Im Zusammenhang mit den Parlamentswahlen vom 18. September wurden annähernd 6000 Beschwerden registriert. Dazu zählten Vorwürfe über Unregelmäßigkeiten und Wahlbetrug, Angriffe auf Kandidaten sowie Einschüchterungen und Angriffe vonseiten der Taliban gegenüber Wählern, Wahlhelfern und Kandidaten.
Im Nachgang zur Internationalen Afghanistan-Konferenz in London am 28. Januar 2010 und der Nationalen Ratsversammlung ("Friedens-Jirga") in Kabul vom 2. bis 4. Juni richtete Präsident Hamid Karzai im September einen aus 68 Mitgliedern bestehenden Friedensrat ein, der Friedensverhandlungen mit den aufständischen Gruppen aufnehmen soll. Zu den Mitgliedern des Friedensrats zählten auch Personen, denen Menschenrechtsverletzungen und Kriegsverbrechen vorgeworfen werden. Für das Gremium wurden nur zehn Frauen nominiert, obwohl auf nationaler wie internationaler Ebene nachdrücklich gefordert worden war, dass Frauen in allen Verhandlungsgremien und Diskussionsrunden angemessen vertreten sein müssten.
Zivilgesellschaftliche Gruppen, insbesondere Frauenorganisationen, Kriegsopfer und Personen, die unter den Taliban gelitten hatten, forderten die Regierung auf, sie solle sicherstellen, dass der Schutz und die Förderung der Menschenrechte nicht geopfert würden, um die Verhandlungen mit den Taliban und anderen aufständischen Gruppen zu erleichtern.
Im Januar 2010 wurde das bereits im März 2007 vom Parlament verabschiedete Gesetz zur Stabilität und Versöhnung offiziell verkündet. Dem Gesetz zufolge genießen Personen, die in den vergangenen 30 Jahren schwerwiegende Menschenrechtsverletzungen und Kriegsverbrechen begangen haben, Immunität vor strafrechtlicher Verfolgung.
9 Mio. Afghanen, d.h. mehr als ein Drittel der Bevölkerung, lebten von weniger als 25 US-Dollar im Monat, die notwendig waren, um die Grundbedürfnisse zu befriedigen.

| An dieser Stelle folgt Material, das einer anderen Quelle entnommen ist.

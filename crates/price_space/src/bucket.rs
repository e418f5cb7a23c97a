use std::collections::VecDeque;

/// Online win-probability estimate for one price interval `[lhs, rhs)`.
#[derive(Debug, Clone, PartialEq)]
pub struct Bucket {
    pub lhs: f64,
    pub rhs: f64,
    pub alpha: f64,
    pub beta: f64,
    /// Newest outcome first.
    pub buffer: VecDeque<bool>,
    pub capacity: usize,
    pub discount: f64,
    pub pr: f64,
    pub update_qty: u64,
}

impl Bucket {
    pub fn new(lhs: f64, rhs: f64, capacity: usize, discount: f64) -> Self {
        Self {
            lhs,
            rhs,
            alpha: 1.0,
            beta: 1.0,
            buffer: VecDeque::with_capacity(capacity),
            capacity,
            discount,
            pr: 0.5,
            update_qty: 0,
        }
    }

    pub fn midpoint(&self) -> f64 {
        self.lhs + (self.rhs - self.lhs) / 2.0
    }

    pub fn contains(&self, price: f64) -> bool {
        price >= self.lhs && price < self.rhs
    }

    /// Pushes one outcome; once the window is full the oldest outcome's
    /// pseudo-count is withdrawn first.
    pub fn update(&mut self, impression: bool) {
        self.update_qty += 1;
        if self.buffer.len() >= self.capacity {
            if let Some(evicted) = self.buffer.pop_back() {
                if evicted {
                    self.alpha -= 1.0;
                } else {
                    self.beta -= 1.0;
                }
            }
        }
        self.buffer.push_front(impression);
        if impression {
            self.alpha += 1.0;
        } else {
            self.beta += 1.0;
        }

        let window_rate = self.alpha / (self.alpha + self.beta);
        self.pr = (self.discount * self.pr + (1.0 - self.discount) * window_rate).clamp(0.0, 1.0);
    }
}
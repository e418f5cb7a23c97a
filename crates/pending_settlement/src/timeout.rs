use std::collections::VecDeque;
use std::time::Duration;

use parking_lot::Mutex;

pub const RECENT_CAPACITY: usize = 10;

/// TTL for new pending explorations, sized from recent feedback latency.
#[derive(Debug)]
pub struct AdaptiveTimeoutEstimator {
    recent: Mutex<VecDeque<Duration>>,
    default_ttl: Duration,
}

impl Default for AdaptiveTimeoutEstimator {
    fn default() -> Self {
        Self::new(Duration::from_secs(1))
    }
}

impl AdaptiveTimeoutEstimator {
    pub fn new(default_ttl: Duration) -> Self {
        Self {
            recent: Mutex::new(VecDeque::with_capacity(RECENT_CAPACITY)),
            default_ttl,
        }
    }

    /// Newest first; the oldest latency falls off once the window is full.
    pub fn record(&self, latency: Duration) {
        let mut recent = self.recent.lock();
        recent.push_front(latency);
        recent.truncate(RECENT_CAPACITY);
    }

    /// Twice the mean of the stored latencies, or the default with no history.
    pub fn time(&self) -> Duration {
        let recent = self.recent.lock();
        let total: Duration = recent.iter().sum();
        if total.is_zero() {
            return self.default_ttl;
        }
        (total / recent.len() as u32) * 2
    }

    pub fn recent(&self) -> Vec<Duration> {
        self.recent.lock().iter().copied().collect()
    }

    pub fn len(&self) -> usize {
        self.recent.lock().len()
    }

    pub fn is_empty(&self) -> bool {
        self.recent.lock().is_empty()
    }
}
//! Adaptive-rate exploration price sampler.
//!
//! The feasible range is cut into equal-width bins. Each bin remembers when it
//! was last explored; a candidate bin's estimated exploration speed is the
//! inverse of the time since then. Candidates are visited from the most starved
//! to the least and accepted with probability `min(1, desired / estimated)`, so
//! every bin's long-run selection rate converges toward the desired speed.

use std::time::Instant;

use core_types::{ExplorationStrategy, PricingError};
use parking_lot::Mutex;
use rand::rngs::StdRng;
use rand::{Rng, SeedableRng};

#[derive(Debug)]
struct SamplerState {
    last_chosen: Vec<Instant>,
    rng: StdRng,
}

#[derive(Debug)]
pub struct AdaptiveRateSampler {
    context_hash: String,
    edges: Vec<f64>,
    desired_speed: f64,
    state: Mutex<SamplerState>,
}

impl AdaptiveRateSampler {
    pub fn new(
        context_hash: impl Into<String>,
        min_price: f64,
        max_price: f64,
        bins: usize,
        desired_speed: f64,
    ) -> Self {
        Self::build(
            context_hash.into(),
            min_price,
            max_price,
            bins,
            desired_speed,
            StdRng::from_os_rng(),
            Instant::now(),
        )
    }

    /// Deterministic sampler for tests and replays.
    pub fn with_seed(
        context_hash: impl Into<String>,
        min_price: f64,
        max_price: f64,
        bins: usize,
        desired_speed: f64,
        seed: u64,
    ) -> Self {
        Self::build(
            context_hash.into(),
            min_price,
            max_price,
            bins,
            desired_speed,
            StdRng::seed_from_u64(seed),
            Instant::now(),
        )
    }

    fn build(
        context_hash: String,
        min_price: f64,
        max_price: f64,
        bins: usize,
        desired_speed: f64,
        rng: StdRng,
        now: Instant,
    ) -> Self {
        let bins = bins.max(1);
        let step = (max_price - min_price) / bins as f64;
        let mut edges = Vec::with_capacity(bins + 1);
        edges.push(min_price);
        for i in 1..bins {
            edges.push(edges[i - 1] + step);
        }
        edges.push(max_price);

        Self {
            context_hash,
            edges,
            desired_speed,
            state: Mutex::new(SamplerState {
                last_chosen: vec![now; bins],
                rng,
            }),
        }
    }

    pub fn edges(&self) -> &[f64] {
        &self.edges
    }

    pub fn bins(&self) -> usize {
        self.edges.len() - 1
    }

    pub fn bounds(&self) -> (f64, f64) {
        (self.edges[0], self.edges[self.edges.len() - 1])
    }

    /// Index of the bin whose interval `(e_i, e_{i+1}]` holds `price`.
    pub fn find_leftmost(&self, price: f64) -> Result<usize, PricingError> {
        let (min, max) = self.bounds();
        if !(price > min && price <= max) {
            tracing::debug!(
                context = %self.context_hash,
                price,
                min,
                max,
                "unfeasible exploration price"
            );
            return Err(PricingError::infeasible(price, min, max));
        }
        Ok(self.edges.partition_point(|edge| *edge < price) - 1)
    }

    fn select_bin(
        &self,
        state: &mut SamplerState,
        l: usize,
        r: usize,
        now: Instant,
    ) -> Option<usize> {
        let mut candidates: Vec<(usize, f64)> = (l + 1..r)
            .map(|bin| {
                let elapsed = now
                    .saturating_duration_since(state.last_chosen[bin])
                    .as_secs_f64();
                (bin, estimated_speed(elapsed))
            })
            .collect();
        candidates.sort_by(|a, b| a.1.total_cmp(&b.1));

        for (bin, speed) in candidates {
            let accept = (self.desired_speed / speed).min(1.0);
            if state.rng.random::<f64>() < accept {
                state.last_chosen[bin] = now;
                return Some(bin);
            }
        }
        None
    }
}

impl ExplorationStrategy for AdaptiveRateSampler {
    fn sample_at(
        &self,
        floor_price: f64,
        price: f64,
        now: Instant,
    ) -> Result<Option<f64>, PricingError> {
        let r = self.find_leftmost(price)?;
        let l = self.find_leftmost(floor_price)?;
        if r < l + 2 {
            return Ok(None);
        }

        let mut state = self.state.lock();
        let Some(bin) = self.select_bin(&mut state, l, r, now) else {
            return Ok(None);
        };
        let lo = self.edges[bin];
        let hi = self.edges[bin + 1];
        Ok(Some(lo + (hi - lo) * state.rng.random::<f64>()))
    }
}

#[inline]
fn estimated_speed(elapsed_secs: f64) -> f64 {
    if elapsed_secs <= 0.0 {
        f64::INFINITY
    } else {
        1.0 / elapsed_secs
    }
}

#[cfg(test)]
mod tests {
    use std::sync::Arc;
    use std::time::Duration;

    use super::*;

    fn sampler(min: f64, max: f64, bins: usize, speed: f64) -> AdaptiveRateSampler {
        AdaptiveRateSampler::with_seed("ctx", min, max, bins, speed, 7)
    }

    #[test]
    fn edges_split_range_evenly() {
        let s = sampler(0.1, 0.5, 4, 5.0);
        let want = [0.1, 0.2, 0.3, 0.4, 0.5];
        assert_eq!(s.edges().len(), want.len());
        for (got, want) in s.edges().iter().zip(want) {
            assert!((got - want).abs() < 1e-12, "{got} vs {want}");
        }
    }

    #[test]
    fn find_leftmost_locates_bin_or_rejects() {
        let s = sampler(0.1, 0.5, 4, 0.25);
        assert_eq!(s.find_leftmost(0.22), Ok(1));
        assert_eq!(s.find_leftmost(0.5), Ok(3));
        assert!(s.find_leftmost(0.55).is_err());
        assert!(s.find_leftmost(0.05).is_err());
        assert!(s.find_leftmost(0.1).is_err());
        assert!(s.find_leftmost(f64::NAN).is_err());
    }

    #[test]
    fn declines_without_room_between_floor_and_price() {
        let s = sampler(0.1, 0.5, 4, 2.0);
        let later = Instant::now() + Duration::from_secs(60);
        assert_eq!(s.sample_at(0.15, 0.25, later), Ok(None));
    }

    #[test]
    fn freshly_stamped_bins_are_not_accepted() {
        let s = sampler(0.1, 0.5, 4, 2.0);
        let now = s.state.lock().last_chosen[0];
        assert_eq!(s.sample_at(0.11, 0.49, now), Ok(None));
    }

    #[test]
    fn starved_bins_are_accepted_inside_bounds() {
        let s = sampler(0.12, 3.79, 40, 2.0);
        let later = Instant::now() + Duration::from_secs(10);
        let px = s
            .sample_at(0.3, 2.2, later)
            .expect("feasible")
            .expect("accepted");
        assert!(px > 0.3 && px < 2.2, "{px}");
    }

    #[test]
    fn most_starved_bin_is_taken_first() {
        let s = sampler(0.1, 0.5, 4, 2.0);
        let t1 = Instant::now() + Duration::from_secs(10);
        let first = s.sample_at(0.11, 0.49, t1).expect("ok").expect("accepted");
        assert!(first >= 0.2 && first <= 0.3 + 1e-9, "{first}");

        let t2 = t1 + Duration::from_millis(1);
        let second = s.sample_at(0.11, 0.49, t2).expect("ok").expect("accepted");
        assert!(second >= 0.3 && second <= 0.4 + 1e-9, "{second}");
    }

    #[test]
    fn seeded_samplers_repeat() {
        let base = Instant::now();
        let build = || {
            AdaptiveRateSampler::build(
                "ctx".to_string(),
                0.12,
                3.79,
                40,
                0.5,
                StdRng::seed_from_u64(11),
                base,
            )
        };
        let a = build();
        let b = build();
        for i in 1..50u64 {
            let now = base + Duration::from_millis(250 * i);
            assert_eq!(a.sample_at(0.5, 3.0, now), b.sample_at(0.5, 3.0, now));
        }
    }

    #[test]
    fn concurrent_sampling_stays_in_range() {
        let s = Arc::new(AdaptiveRateSampler::new("ctx", 0.12, 3.79, 40, 50.0));
        std::thread::sleep(Duration::from_millis(20));
        let handles: Vec<_> = (0..4)
            .map(|_| {
                let s = s.clone();
                std::thread::spawn(move || {
                    for _ in 0..200 {
                        if let Ok(Some(px)) = s.sample(0.3, 3.5) {
                            assert!(px > 0.3 && px < 3.5);
                        }
                    }
                })
            })
            .collect();
        for h in handles {
            h.join().expect("join");
        }
    }
}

Nach Angaben von UNICEF war die Müttersterblichkeit mit 1800 Todesfällen pro 100000 Lebendgeburten weiterhin die zweithöchste weltweit. Schätzungen zufolge sterben pro Jahr mehr als 500000 Frauen bei oder unmittelbar nach einer Geburt.
Die Taliban und andere bewaffnete Gruppen - regierungsfeindliche, aber auch solche, die angeblich die Regierung unterstützten - begingen 2010 Menschenrechtsverstöße und schwerwiegende Verletzungen des humanitären Völkerrechts, indem sie gezielt Zivilpersonen ins Visier nahmen, sie entführten, wahllos angriffen und rechtswidrig töteten. Nach Angaben von ANSO waren die Taliban und andere bewaffnete oppositionelle Gruppen 2010 für 2027 Todesopfer verantwortlich, über ein Viertel mehr als im Vorjahr. Die Zahl der Zivilpersonen, die von bewaffneten Gruppen ermordet und hingerichtet wurden, verdoppelte sich nahezu. Unter den Opfern waren auch Kinder, die öffentlich hingerichtet wurden. Man warf den Opfern vor, sie hätten die Regierung "unterstützt" oder für die internationalen Streitkräfte "spioniert".
Selbstmordanschläge
Entführungen
Widerrechtliche Tötungen
Nach Angaben von ANSO wurden im Berichtsjahr 401 Zivilpersonen von afghanischen und internationalen Streitkräften getötet - 14% weniger als 2009. Luftangriffe hatten nach wie vor die schlimmsten Auswirkungen: Sie waren für 53% der zivilen Todesopfer verantwortlich, die den internationalen und afghanischen Truppen zugeschrieben wurden. 37% der Todesfälle ereigneten sich bei Einsätzen der Bodentruppen, einschließlich nächtlicher Angriffe.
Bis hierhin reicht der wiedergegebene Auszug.